AtomicToasters March 21, 2012 Nostalgia

The International Harvester 'Jungle Yacht'

Good afternoon everyone.

The picture above is of a vehicle known as a ‘jungle yacht’, and was used by the Italian explorer Attilio Gatti in his 10th and 11th African expeditions. The expedition used two streamlined trailers designed by Count Alexis de Sakhnoffsky and using 1937 International Harvester D-35 chassis, and were 44 feet long and weighed 9 tons. The vehicles were built by the International Harvester company, who was evidently one of the sponsors of the expedition.

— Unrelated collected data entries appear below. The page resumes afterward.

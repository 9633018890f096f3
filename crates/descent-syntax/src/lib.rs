//! `descent-syntax` - Lexer and predictive parser for a small statement language.
//!
//! This crate provides the syntactic analysis of statement-language source:
//!
//! - **Lexer**: Tokenizes source text into a pull-based token source
//! - **Parser**: A hand-written LL(1) recursive descent parser that reports
//!   every recognised production as commence/accept/finish events
//! - **Syntax Tree**: An optional `rowan` tree built from those events
//!
//! # Design Principles
//!
//! - **Event driven**: the parser builds nothing itself; an [`EventSink`]
//!   decides what to do with the events
//! - **One token of lookahead**: every branch is decided by the current token
//!   alone, with no backtracking
//! - **Fail fast**: the first mismatch is reported exactly once and ends the
//!   parse
//!
//! # Example
//!
//! ```
//! use descent_syntax::{parse_tokens, Event, EventLog, Lexer, Rule};
//!
//! let mut log = EventLog::new();
//! parse_tokens(Lexer::new("begin x := 1 + 2 end"), &mut log).unwrap();
//!
//! assert_eq!(log.events().first(), Some(&Event::Commence(Rule::StatementPart)));
//! assert_eq!(log.events().last(), Some(&Event::Finish(Rule::StatementPart)));
//! ```

#![forbid(unsafe_code)]
#![warn(missing_docs)]
#![allow(clippy::module_name_repetitions)]

pub mod lexer;
pub mod parser;
pub mod syntax;
mod token_kinds;

pub use lexer::{lex, Lexer, Token, TokenKind};
pub use parser::{
    parse, parse_tokens, Event, EventLog, EventSink, Parse, RenderOptions, Rule, SyntaxError,
    TokenSource, TokenStream, TreeSink, MAX_DEPTH,
};
pub use syntax::{debug_tree, DescentLanguage, SyntaxKind, SyntaxNode, SyntaxToken};
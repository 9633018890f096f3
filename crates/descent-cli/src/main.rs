//! `descent` command-line driver.

mod cli;
mod commands;
mod config;

use clap::Parser;
use std::process::ExitCode;
use tracing::{debug, Level};

use cli::{Cli, Command};
use config::Config;

fn main() -> ExitCode {
    let cli = Cli::parse();

    let level = if cli.verbose { Level::DEBUG } else { Level::WARN };
    tracing_subscriber::fmt()
        .with_env_filter(
            tracing_subscriber::EnvFilter::from_default_env().add_directive(level.into()),
        )
        .with_writer(std::io::stderr)
        .init();

    match run(cli) {
        Ok(code) => code,
        Err(err) => {
            eprintln!("descent error: {err:#}");
            ExitCode::FAILURE
        }
    }
}

fn run(cli: Cli) -> anyhow::Result<ExitCode> {
    let config = match &cli.config {
        Some(path) => Config::load_explicit(path)?,
        None => Config::load(&std::env::current_dir()?),
    };
    if let Some(path) = &config.config_path {
        debug!("using config {}", path.display());
    }

    match cli.command {
        Command::Parse {
            file,
            format,
            indent,
            lines,
        } => {
            let output = config.output.with_overrides(format, indent, lines);
            commands::run_parse(&file, &output)
        }
        Command::Tokens { file } => commands::run_tokens(&file),
    }
}
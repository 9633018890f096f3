//! Shared helpers for parser tests.
#![allow(dead_code, unused_imports)]

pub use descent_syntax::{
    lex, parse, parse_tokens, Event, EventLog, Lexer, RenderOptions, Rule, SyntaxError, Token,
    TokenKind, TokenStream, MAX_DEPTH,
};

/// Parses `source` into an event log.
pub fn log(source: &str) -> (EventLog, Result<(), SyntaxError>) {
    let mut log = EventLog::new();
    let result = parse_tokens(Lexer::new(source), &mut log);
    (log, result)
}

/// Helper to format a parse for snapshot testing: the event dump, followed by
/// the error if the parse failed.
pub fn events(source: &str) -> String {
    let (log, result) = log(source);
    let mut output = log.render(&RenderOptions::default());

    if let Err(err) = result {
        output.push_str("---\n");
        output.push_str(&format!("{err}\n"));
    }

    output
}

/// Parses `source`, expecting failure, and returns the single error.
pub fn error(source: &str) -> SyntaxError {
    let (log, result) = log(source);
    let err = result.expect_err("expected a syntax error");
    assert_eq!(log.reported(), 1, "errors must be reported exactly once");
    err
}

/// Asserts that commence/finish events pair up like a well-formed tree.
/// Returns the rules left open, outermost first.
pub fn assert_nesting(events: &[Event]) -> Vec<Rule> {
    let mut open = Vec::new();
    for event in events {
        match event {
            Event::Commence(rule) => open.push(*rule),
            Event::Finish(rule) => {
                assert_eq!(open.pop(), Some(*rule), "unbalanced finish in {events:?}");
            }
            Event::Terminal(_) => {
                assert!(!open.is_empty(), "terminal outside any rule");
            }
        }
    }
    open
}

/// Returns the accepted terminals, in order.
pub fn terminals(events: &[Event]) -> Vec<TokenKind> {
    events
        .iter()
        .filter_map(|event| match event {
            Event::Terminal(token) => Some(token.kind),
            _ => None,
        })
        .collect()
}

/// Returns the deepest nesting of `rule` within itself.
pub fn max_depth(events: &[Event], rule: Rule) -> usize {
    let mut depth = 0usize;
    let mut max = 0usize;
    for event in events {
        match event {
            Event::Commence(r) if *r == rule => {
                depth += 1;
                max = max.max(depth);
            }
            Event::Finish(r) if *r == rule => depth -= 1,
            _ => {}
        }
    }
    max
}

The trailers were pretty luxurious accommodations for camping out in the boonies of British East Africa. They were joined together in camp as a deluxe 5-room apartment on wheels,  and served as headquarters while the expedition’s personnel sought out the secrets of the dim heart of Africa.

One of the vehicles in transit from the IH factory to New York

The camps were equipped with electricity and air conditioning and had a workshop, a photographic lab, and a ham radio station (Gatti was an enthusiastic ham radio operator). Electricity was supplied by a 110 volt generator mounted behind the cabs of the trucks. Each night a single wire 4500 volt electric fence was put up to dissuade the large specimens of the local wildlife from approaching the camp.

Cocktails in the deepest heart of Africa.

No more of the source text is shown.